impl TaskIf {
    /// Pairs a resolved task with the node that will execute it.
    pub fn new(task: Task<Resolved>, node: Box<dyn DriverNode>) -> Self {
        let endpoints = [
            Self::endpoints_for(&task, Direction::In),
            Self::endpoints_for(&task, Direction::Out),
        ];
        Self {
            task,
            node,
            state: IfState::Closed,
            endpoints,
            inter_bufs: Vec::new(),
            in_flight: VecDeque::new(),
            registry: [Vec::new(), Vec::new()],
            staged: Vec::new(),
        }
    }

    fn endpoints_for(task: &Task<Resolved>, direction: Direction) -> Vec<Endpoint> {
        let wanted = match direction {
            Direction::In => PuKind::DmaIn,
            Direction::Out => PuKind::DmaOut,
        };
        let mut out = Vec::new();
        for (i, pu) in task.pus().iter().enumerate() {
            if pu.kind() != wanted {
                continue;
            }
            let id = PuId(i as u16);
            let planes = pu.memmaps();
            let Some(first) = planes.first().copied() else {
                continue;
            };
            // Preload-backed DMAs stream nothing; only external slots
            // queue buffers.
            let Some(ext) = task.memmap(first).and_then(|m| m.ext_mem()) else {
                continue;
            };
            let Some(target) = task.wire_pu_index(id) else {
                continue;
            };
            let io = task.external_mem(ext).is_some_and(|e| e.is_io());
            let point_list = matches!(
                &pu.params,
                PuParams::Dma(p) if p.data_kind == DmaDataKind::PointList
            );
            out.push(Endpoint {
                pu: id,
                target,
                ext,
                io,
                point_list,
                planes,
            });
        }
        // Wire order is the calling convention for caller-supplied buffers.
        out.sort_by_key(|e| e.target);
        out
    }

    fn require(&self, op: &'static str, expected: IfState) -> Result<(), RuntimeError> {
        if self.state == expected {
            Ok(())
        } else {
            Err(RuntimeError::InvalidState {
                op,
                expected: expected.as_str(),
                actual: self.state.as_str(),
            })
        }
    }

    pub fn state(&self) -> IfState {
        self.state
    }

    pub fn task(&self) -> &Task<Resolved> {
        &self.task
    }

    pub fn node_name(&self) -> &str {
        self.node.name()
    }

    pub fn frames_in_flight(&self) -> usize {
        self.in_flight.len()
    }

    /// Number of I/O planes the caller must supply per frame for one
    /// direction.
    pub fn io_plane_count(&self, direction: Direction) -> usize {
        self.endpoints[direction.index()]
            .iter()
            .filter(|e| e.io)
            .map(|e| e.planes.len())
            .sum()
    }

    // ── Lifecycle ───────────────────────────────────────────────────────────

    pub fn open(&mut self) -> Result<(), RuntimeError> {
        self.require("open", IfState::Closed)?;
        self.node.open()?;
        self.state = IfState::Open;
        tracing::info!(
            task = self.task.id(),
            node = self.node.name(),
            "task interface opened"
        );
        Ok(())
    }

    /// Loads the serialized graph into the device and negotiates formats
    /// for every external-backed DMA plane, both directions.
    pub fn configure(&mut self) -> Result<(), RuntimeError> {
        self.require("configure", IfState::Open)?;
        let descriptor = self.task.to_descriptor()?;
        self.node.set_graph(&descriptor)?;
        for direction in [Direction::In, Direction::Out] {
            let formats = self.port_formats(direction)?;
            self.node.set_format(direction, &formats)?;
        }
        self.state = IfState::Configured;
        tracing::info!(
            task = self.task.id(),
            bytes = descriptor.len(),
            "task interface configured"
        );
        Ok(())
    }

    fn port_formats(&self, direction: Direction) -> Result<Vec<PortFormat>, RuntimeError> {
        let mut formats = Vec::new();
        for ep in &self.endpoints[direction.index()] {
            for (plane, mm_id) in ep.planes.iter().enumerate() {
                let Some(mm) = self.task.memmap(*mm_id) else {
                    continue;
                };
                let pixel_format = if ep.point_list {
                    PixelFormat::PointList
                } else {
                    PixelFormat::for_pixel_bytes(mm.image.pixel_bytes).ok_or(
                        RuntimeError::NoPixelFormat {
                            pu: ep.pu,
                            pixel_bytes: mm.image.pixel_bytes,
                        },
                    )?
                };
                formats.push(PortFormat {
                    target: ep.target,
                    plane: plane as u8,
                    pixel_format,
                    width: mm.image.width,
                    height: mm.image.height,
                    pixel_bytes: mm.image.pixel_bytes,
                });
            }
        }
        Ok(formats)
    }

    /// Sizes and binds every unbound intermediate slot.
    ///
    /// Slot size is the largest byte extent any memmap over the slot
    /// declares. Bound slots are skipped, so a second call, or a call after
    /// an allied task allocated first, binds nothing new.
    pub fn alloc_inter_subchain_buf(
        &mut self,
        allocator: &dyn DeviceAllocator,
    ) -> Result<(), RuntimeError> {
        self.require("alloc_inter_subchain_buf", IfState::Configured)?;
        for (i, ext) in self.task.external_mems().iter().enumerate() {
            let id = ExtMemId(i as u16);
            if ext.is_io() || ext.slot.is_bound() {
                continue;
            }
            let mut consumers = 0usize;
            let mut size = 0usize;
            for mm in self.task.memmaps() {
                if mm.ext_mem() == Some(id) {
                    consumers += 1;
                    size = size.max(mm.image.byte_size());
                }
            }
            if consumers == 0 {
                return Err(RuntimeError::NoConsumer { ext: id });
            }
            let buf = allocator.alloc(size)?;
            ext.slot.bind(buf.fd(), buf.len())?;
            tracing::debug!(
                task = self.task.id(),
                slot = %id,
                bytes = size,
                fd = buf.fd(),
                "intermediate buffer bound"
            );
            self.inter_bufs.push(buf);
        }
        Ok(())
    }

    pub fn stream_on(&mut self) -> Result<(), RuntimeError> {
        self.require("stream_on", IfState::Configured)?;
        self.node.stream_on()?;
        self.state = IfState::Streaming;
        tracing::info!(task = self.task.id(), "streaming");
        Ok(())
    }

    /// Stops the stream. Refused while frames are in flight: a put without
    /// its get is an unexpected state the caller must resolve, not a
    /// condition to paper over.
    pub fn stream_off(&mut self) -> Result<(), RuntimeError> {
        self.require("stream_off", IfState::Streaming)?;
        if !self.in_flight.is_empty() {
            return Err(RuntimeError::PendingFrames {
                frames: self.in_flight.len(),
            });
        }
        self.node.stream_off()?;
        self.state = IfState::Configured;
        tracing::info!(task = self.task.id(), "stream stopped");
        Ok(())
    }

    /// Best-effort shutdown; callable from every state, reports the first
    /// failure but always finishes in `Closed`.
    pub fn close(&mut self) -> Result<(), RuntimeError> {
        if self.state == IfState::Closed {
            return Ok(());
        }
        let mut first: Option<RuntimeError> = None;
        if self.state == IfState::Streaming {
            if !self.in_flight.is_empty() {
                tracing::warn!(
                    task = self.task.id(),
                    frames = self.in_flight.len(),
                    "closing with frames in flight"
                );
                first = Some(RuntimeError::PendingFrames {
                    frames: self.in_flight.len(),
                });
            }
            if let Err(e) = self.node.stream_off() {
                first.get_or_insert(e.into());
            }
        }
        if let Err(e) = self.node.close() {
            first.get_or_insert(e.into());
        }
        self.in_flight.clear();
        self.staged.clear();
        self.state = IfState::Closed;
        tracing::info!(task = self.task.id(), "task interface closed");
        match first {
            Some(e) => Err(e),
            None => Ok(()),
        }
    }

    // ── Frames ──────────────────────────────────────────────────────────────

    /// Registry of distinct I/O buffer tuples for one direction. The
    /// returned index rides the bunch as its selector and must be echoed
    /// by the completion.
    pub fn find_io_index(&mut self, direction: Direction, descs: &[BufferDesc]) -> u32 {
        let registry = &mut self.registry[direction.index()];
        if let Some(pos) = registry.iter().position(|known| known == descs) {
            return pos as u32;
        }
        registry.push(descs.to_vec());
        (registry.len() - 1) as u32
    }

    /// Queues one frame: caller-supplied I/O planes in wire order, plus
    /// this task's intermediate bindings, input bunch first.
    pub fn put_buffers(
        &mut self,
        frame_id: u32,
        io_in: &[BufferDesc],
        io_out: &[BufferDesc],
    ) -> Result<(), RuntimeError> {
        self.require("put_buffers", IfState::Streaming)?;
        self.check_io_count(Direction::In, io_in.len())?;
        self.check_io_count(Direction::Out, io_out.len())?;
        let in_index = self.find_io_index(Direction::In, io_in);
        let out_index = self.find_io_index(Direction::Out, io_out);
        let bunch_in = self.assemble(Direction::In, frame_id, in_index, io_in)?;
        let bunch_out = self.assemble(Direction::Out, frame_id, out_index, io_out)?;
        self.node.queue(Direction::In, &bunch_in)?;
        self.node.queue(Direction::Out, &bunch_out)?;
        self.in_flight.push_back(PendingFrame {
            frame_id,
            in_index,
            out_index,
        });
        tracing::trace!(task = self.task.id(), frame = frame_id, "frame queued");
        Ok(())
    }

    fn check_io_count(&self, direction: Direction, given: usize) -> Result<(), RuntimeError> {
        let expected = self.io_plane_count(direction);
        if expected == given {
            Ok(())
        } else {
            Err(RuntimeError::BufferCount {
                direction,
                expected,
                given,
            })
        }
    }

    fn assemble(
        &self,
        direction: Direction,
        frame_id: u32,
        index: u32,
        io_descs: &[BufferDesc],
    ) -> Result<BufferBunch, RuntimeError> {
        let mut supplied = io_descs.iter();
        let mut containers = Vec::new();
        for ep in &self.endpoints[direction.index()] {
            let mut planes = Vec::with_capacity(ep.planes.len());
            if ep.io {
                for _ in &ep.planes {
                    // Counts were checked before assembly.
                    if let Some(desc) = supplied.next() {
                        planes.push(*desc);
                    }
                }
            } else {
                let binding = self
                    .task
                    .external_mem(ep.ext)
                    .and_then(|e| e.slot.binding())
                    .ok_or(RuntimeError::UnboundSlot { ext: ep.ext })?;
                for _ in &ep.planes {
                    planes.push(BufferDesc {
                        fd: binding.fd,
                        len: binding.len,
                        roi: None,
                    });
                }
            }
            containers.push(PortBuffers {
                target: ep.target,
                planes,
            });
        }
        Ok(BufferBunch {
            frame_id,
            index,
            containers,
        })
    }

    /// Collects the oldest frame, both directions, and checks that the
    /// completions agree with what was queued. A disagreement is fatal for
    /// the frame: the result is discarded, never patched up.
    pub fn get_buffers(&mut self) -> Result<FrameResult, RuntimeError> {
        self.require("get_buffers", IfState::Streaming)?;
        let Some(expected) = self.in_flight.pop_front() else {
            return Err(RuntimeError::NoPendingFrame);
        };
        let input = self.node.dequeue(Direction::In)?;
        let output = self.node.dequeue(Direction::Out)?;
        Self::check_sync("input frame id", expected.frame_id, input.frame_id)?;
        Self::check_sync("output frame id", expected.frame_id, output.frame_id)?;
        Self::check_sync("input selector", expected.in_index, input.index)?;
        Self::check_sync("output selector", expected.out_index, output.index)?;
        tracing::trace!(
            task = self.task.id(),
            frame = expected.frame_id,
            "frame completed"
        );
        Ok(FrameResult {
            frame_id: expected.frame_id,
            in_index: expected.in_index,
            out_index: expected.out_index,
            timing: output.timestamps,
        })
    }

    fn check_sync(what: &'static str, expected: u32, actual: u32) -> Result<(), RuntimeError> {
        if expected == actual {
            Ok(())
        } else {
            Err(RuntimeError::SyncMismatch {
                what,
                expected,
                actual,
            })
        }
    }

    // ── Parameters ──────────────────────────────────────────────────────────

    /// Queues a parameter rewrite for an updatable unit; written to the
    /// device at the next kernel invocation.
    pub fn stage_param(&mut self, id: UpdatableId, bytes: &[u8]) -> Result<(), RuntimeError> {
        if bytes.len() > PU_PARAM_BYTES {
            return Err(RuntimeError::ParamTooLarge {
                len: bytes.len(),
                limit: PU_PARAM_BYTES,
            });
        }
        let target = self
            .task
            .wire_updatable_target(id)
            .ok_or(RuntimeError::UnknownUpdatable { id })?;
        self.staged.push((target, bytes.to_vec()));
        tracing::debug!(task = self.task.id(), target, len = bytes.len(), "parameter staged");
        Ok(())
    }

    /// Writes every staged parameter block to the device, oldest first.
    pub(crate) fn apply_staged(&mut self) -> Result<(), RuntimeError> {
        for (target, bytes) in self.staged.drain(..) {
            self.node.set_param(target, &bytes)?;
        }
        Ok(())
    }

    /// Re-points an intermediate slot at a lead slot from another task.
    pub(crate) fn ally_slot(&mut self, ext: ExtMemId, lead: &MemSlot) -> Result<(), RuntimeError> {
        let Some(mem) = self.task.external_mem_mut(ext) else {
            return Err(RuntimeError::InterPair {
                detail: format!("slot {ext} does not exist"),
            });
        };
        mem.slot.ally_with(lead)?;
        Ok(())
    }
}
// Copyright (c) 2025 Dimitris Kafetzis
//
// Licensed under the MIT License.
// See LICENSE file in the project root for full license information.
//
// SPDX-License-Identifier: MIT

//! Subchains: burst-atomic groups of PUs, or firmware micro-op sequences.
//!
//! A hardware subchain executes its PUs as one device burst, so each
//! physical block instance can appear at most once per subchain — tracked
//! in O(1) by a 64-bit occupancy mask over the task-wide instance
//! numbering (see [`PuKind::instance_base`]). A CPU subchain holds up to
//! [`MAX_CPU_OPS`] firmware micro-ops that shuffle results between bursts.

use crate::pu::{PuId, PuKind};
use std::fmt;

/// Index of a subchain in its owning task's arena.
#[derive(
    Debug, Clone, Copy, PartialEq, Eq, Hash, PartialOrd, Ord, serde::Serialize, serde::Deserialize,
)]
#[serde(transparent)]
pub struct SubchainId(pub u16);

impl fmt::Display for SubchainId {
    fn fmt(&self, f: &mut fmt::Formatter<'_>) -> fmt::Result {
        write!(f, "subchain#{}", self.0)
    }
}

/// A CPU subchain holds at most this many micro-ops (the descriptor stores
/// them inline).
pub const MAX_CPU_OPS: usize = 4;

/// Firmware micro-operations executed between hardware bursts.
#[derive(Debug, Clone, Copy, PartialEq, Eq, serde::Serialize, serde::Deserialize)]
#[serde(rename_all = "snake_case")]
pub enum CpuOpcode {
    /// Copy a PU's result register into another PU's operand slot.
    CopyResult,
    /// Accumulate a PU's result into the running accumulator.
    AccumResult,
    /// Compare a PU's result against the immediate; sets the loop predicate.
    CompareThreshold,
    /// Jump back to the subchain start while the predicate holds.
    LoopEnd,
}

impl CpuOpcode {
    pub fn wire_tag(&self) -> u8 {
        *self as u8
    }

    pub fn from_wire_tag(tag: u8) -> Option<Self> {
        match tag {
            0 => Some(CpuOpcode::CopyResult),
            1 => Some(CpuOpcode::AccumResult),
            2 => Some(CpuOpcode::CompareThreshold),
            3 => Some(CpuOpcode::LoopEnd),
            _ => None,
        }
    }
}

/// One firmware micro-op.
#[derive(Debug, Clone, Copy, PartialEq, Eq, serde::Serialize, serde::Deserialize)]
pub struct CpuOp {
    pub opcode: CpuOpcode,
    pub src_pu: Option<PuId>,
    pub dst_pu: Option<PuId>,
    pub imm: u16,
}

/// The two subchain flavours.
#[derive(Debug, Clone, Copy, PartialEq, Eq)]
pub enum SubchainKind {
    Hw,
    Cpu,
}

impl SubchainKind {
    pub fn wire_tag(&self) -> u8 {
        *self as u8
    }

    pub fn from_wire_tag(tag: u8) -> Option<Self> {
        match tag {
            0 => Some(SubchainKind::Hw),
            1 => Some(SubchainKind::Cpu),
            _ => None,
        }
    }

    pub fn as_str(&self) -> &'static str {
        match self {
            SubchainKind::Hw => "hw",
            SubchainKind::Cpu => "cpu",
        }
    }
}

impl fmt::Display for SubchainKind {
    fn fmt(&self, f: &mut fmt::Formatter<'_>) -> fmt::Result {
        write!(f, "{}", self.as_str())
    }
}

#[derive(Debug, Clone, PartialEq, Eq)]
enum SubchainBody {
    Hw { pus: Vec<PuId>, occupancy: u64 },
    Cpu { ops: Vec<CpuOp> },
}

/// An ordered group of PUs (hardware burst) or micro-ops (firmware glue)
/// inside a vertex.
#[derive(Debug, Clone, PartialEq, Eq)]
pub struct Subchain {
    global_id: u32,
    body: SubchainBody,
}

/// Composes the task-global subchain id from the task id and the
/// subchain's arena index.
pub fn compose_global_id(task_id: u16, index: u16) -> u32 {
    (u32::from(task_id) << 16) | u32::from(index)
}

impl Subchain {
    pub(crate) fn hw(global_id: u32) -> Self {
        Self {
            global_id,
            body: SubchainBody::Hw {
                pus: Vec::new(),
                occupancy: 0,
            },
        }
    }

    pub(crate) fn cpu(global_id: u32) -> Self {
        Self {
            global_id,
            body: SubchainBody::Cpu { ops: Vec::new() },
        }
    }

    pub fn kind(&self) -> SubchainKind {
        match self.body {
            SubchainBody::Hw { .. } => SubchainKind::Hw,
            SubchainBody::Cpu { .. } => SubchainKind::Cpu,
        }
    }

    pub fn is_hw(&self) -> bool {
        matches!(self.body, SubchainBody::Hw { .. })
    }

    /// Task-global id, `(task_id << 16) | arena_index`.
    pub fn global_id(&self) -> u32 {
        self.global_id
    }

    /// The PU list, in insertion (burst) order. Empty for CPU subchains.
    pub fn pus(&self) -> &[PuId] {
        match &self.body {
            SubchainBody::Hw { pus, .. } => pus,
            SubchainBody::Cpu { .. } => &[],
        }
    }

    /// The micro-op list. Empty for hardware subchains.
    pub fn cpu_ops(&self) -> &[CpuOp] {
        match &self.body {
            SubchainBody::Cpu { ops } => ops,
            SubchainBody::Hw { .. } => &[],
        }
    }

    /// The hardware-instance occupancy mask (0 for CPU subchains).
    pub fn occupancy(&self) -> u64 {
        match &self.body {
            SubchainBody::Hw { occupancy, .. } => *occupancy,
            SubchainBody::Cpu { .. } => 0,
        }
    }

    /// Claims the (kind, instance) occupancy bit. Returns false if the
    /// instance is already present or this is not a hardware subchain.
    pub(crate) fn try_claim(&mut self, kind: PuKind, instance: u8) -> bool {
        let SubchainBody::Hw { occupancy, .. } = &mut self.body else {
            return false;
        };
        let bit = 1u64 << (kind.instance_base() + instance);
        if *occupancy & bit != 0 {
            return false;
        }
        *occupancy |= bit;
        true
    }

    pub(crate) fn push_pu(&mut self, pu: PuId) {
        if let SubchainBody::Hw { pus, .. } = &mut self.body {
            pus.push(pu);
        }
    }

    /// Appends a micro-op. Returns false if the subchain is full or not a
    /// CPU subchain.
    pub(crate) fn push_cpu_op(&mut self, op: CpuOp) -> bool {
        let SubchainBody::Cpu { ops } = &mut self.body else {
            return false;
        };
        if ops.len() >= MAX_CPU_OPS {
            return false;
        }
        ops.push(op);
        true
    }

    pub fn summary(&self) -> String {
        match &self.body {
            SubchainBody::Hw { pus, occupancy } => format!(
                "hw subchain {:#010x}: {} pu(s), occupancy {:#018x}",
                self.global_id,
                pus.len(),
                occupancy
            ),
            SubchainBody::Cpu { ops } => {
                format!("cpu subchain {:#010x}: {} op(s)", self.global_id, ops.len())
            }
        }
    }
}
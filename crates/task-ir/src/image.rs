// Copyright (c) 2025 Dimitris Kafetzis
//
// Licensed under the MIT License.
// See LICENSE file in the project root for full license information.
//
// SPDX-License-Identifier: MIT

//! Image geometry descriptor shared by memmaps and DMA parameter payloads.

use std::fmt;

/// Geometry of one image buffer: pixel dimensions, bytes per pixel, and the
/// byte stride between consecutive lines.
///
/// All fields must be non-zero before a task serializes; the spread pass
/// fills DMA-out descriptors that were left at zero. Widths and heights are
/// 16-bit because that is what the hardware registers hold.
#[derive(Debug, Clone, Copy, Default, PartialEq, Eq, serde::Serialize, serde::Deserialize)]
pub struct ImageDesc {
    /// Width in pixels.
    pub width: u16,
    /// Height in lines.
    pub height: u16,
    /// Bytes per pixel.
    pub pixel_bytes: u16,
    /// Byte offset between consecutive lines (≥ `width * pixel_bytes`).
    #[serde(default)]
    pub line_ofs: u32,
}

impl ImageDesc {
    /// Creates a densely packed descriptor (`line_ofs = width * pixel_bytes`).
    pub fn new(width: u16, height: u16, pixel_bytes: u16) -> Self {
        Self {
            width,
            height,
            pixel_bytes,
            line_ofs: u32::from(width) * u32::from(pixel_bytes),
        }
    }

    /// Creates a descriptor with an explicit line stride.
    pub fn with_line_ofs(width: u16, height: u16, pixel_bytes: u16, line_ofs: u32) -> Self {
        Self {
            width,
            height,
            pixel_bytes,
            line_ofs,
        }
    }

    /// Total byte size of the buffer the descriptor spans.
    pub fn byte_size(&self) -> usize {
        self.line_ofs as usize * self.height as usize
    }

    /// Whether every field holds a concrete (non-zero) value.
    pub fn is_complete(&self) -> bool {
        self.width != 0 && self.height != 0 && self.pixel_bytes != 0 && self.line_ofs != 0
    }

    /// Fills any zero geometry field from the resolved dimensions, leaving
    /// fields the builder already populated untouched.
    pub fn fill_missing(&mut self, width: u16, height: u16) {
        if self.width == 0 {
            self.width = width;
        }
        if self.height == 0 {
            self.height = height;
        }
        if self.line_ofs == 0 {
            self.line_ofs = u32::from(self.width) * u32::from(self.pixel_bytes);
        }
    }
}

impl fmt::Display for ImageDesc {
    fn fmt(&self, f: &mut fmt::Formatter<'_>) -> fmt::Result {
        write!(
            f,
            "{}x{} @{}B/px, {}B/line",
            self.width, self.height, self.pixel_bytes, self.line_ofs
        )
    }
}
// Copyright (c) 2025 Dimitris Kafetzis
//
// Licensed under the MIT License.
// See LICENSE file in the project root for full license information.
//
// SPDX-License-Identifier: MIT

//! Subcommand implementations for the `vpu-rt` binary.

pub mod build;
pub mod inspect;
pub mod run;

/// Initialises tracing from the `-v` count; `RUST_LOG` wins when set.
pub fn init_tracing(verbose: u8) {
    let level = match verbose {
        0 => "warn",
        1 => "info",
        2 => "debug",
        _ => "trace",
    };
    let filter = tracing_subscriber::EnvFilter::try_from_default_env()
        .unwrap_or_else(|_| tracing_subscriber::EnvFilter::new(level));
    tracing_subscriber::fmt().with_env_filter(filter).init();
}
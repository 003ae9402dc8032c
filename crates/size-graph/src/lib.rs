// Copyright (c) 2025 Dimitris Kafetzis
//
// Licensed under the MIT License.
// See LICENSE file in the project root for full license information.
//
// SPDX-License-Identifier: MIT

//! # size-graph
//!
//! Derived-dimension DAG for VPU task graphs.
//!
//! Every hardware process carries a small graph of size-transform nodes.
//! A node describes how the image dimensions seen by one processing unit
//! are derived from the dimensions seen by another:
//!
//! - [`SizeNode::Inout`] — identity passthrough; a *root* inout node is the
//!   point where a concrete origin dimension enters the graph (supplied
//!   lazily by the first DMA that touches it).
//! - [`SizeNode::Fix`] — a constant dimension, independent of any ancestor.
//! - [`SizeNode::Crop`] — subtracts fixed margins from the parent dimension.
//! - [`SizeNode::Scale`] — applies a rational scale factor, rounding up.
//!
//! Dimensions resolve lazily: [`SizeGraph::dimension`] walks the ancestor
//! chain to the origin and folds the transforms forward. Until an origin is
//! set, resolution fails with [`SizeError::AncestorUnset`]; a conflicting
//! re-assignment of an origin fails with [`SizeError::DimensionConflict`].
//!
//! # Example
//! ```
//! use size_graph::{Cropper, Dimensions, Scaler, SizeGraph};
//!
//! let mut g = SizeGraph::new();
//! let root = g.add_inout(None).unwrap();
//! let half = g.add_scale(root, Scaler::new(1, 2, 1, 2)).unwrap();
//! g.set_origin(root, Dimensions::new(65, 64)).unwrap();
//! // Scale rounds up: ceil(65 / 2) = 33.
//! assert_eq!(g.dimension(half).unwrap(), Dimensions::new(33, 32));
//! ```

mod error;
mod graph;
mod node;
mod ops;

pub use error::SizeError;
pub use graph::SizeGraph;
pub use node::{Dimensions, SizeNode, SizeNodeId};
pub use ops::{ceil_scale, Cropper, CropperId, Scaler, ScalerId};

·····

Activity ->
Copy out the lines of the data where the word "Returns" can be found.

Task output ->
    /// Claims the (kind, instance) occupancy bit. Returns false if the
    /// Appends a micro-op. Returns false if the subchain is full or not a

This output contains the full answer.